Wherever the string "FlashLayout" occurs in a line of these records, report that line.

━━━━━ ENTRIES SHOWN

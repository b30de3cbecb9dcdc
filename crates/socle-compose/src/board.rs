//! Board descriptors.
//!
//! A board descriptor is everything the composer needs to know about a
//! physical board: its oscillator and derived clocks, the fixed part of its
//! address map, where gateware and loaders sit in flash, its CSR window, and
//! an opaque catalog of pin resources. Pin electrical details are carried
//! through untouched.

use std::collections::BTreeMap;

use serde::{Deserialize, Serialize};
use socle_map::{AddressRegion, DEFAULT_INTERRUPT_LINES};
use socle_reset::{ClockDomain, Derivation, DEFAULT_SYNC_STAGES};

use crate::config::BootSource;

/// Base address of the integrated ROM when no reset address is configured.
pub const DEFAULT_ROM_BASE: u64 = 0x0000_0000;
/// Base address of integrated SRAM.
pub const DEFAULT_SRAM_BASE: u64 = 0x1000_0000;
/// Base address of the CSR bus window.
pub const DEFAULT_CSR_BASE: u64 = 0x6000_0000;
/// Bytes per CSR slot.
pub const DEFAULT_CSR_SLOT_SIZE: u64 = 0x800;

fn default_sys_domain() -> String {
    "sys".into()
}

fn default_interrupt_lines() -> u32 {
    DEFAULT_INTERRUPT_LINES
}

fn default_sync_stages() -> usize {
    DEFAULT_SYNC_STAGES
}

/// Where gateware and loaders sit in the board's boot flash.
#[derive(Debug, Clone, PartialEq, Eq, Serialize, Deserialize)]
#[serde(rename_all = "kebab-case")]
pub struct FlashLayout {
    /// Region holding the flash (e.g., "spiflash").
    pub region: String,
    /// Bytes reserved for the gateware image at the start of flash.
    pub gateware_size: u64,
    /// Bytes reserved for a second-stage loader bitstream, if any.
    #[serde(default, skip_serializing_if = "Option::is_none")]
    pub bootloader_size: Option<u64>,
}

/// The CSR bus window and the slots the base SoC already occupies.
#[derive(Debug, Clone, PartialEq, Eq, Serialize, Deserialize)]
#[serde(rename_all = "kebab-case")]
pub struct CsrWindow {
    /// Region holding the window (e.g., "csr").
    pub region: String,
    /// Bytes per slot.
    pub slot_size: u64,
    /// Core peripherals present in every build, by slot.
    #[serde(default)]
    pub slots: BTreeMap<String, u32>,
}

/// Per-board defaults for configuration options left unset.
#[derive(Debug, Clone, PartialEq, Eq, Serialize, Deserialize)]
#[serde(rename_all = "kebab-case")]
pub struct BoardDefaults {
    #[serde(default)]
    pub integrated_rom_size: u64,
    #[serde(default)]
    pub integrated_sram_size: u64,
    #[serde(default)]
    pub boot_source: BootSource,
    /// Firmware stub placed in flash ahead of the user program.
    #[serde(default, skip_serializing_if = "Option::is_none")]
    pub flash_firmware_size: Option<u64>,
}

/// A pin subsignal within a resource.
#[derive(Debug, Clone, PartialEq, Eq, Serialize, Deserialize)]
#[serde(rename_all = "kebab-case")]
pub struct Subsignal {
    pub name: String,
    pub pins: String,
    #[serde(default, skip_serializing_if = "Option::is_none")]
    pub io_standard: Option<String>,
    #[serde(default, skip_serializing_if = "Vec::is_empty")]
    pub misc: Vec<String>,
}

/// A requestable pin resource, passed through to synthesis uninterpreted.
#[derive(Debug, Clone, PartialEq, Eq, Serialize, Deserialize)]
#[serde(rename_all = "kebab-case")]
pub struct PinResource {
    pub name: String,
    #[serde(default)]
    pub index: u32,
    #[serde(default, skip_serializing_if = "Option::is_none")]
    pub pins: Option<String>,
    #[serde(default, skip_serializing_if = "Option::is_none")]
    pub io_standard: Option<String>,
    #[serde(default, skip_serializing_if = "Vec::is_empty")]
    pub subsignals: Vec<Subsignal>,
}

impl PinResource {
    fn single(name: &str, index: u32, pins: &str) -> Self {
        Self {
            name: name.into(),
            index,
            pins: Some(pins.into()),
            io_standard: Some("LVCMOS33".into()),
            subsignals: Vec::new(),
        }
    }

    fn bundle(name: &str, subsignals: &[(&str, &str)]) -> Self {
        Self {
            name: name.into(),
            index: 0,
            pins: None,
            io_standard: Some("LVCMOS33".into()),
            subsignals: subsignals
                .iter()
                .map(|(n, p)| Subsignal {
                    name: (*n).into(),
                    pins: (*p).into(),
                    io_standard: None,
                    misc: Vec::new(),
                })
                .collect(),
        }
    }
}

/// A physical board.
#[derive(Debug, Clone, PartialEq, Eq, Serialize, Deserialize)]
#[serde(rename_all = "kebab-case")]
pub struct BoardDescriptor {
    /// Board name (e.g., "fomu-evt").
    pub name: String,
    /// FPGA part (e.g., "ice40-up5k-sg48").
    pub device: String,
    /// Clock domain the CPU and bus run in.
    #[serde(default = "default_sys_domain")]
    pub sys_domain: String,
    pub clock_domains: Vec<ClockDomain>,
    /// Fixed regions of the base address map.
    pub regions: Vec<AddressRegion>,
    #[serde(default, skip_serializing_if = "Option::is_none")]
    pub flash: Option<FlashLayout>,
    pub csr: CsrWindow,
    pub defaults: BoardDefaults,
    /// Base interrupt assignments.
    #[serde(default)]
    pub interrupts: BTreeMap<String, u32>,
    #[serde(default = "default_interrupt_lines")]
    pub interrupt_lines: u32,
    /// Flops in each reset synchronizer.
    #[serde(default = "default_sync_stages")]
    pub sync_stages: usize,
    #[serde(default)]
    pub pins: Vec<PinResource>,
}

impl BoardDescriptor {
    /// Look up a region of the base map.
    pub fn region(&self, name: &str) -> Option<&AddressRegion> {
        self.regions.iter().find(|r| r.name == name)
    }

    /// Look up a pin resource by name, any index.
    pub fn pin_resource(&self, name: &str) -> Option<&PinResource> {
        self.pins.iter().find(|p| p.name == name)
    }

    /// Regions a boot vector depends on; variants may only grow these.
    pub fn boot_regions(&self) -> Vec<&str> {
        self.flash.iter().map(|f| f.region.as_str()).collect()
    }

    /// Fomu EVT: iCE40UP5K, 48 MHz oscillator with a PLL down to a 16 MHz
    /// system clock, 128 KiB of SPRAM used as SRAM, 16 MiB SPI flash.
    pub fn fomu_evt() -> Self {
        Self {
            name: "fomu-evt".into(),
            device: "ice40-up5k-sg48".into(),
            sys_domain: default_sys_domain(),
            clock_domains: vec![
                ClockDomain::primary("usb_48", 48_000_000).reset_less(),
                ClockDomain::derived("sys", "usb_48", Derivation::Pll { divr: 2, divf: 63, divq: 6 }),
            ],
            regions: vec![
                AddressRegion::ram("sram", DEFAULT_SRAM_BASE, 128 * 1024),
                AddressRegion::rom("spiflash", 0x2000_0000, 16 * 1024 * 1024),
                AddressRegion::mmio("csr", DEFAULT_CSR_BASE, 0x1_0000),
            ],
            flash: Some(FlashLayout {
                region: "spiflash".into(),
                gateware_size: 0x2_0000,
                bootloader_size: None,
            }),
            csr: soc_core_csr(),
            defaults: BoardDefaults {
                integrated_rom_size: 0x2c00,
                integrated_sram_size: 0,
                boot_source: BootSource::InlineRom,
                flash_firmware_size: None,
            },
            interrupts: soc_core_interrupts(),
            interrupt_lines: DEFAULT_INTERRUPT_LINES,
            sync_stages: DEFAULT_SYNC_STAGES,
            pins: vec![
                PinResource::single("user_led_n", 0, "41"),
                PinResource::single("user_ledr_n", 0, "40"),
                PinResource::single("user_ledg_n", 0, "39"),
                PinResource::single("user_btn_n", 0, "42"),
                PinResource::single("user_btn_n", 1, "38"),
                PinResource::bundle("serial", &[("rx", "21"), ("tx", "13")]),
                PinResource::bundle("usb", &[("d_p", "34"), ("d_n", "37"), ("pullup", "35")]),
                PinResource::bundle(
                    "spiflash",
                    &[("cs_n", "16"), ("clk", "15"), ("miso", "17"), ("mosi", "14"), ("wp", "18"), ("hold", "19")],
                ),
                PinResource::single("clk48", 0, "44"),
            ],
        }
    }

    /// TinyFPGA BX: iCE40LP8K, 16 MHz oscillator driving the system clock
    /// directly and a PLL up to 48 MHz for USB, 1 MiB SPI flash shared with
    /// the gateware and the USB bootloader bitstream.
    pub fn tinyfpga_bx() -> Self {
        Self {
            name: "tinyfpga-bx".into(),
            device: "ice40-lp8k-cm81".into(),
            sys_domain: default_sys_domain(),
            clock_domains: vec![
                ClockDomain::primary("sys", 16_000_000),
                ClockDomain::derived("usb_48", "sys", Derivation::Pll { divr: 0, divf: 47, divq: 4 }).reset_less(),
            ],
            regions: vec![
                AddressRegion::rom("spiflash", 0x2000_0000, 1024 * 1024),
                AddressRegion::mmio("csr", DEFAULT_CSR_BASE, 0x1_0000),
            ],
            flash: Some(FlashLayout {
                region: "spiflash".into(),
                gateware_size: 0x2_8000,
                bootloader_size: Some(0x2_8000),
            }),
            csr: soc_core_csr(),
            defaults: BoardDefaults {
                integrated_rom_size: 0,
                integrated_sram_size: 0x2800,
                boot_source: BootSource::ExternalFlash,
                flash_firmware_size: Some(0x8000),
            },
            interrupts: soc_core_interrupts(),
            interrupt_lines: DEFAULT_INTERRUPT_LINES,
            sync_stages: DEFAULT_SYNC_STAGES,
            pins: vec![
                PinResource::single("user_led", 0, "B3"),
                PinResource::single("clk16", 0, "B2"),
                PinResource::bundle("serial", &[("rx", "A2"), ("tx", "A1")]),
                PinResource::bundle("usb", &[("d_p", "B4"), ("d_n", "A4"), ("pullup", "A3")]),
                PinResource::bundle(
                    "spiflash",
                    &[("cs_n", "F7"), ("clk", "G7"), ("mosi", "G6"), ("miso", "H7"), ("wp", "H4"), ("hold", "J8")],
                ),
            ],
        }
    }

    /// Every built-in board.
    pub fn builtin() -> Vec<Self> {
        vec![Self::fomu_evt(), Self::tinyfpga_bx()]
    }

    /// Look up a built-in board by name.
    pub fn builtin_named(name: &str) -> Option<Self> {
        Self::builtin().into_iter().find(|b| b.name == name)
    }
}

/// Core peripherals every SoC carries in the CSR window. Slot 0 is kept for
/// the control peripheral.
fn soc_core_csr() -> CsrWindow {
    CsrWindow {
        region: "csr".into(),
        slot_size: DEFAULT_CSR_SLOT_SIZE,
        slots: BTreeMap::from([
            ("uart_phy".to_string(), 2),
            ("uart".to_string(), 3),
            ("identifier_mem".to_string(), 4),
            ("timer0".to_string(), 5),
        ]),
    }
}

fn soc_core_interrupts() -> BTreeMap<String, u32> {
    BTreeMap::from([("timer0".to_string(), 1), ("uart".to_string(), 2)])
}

━━━━━━━━━━

REPLY TO THE EXERCISE:
pub struct FlashLayout {
    pub flash: Option<FlashLayout>,
            flash: Some(FlashLayout {
            flash: Some(FlashLayout {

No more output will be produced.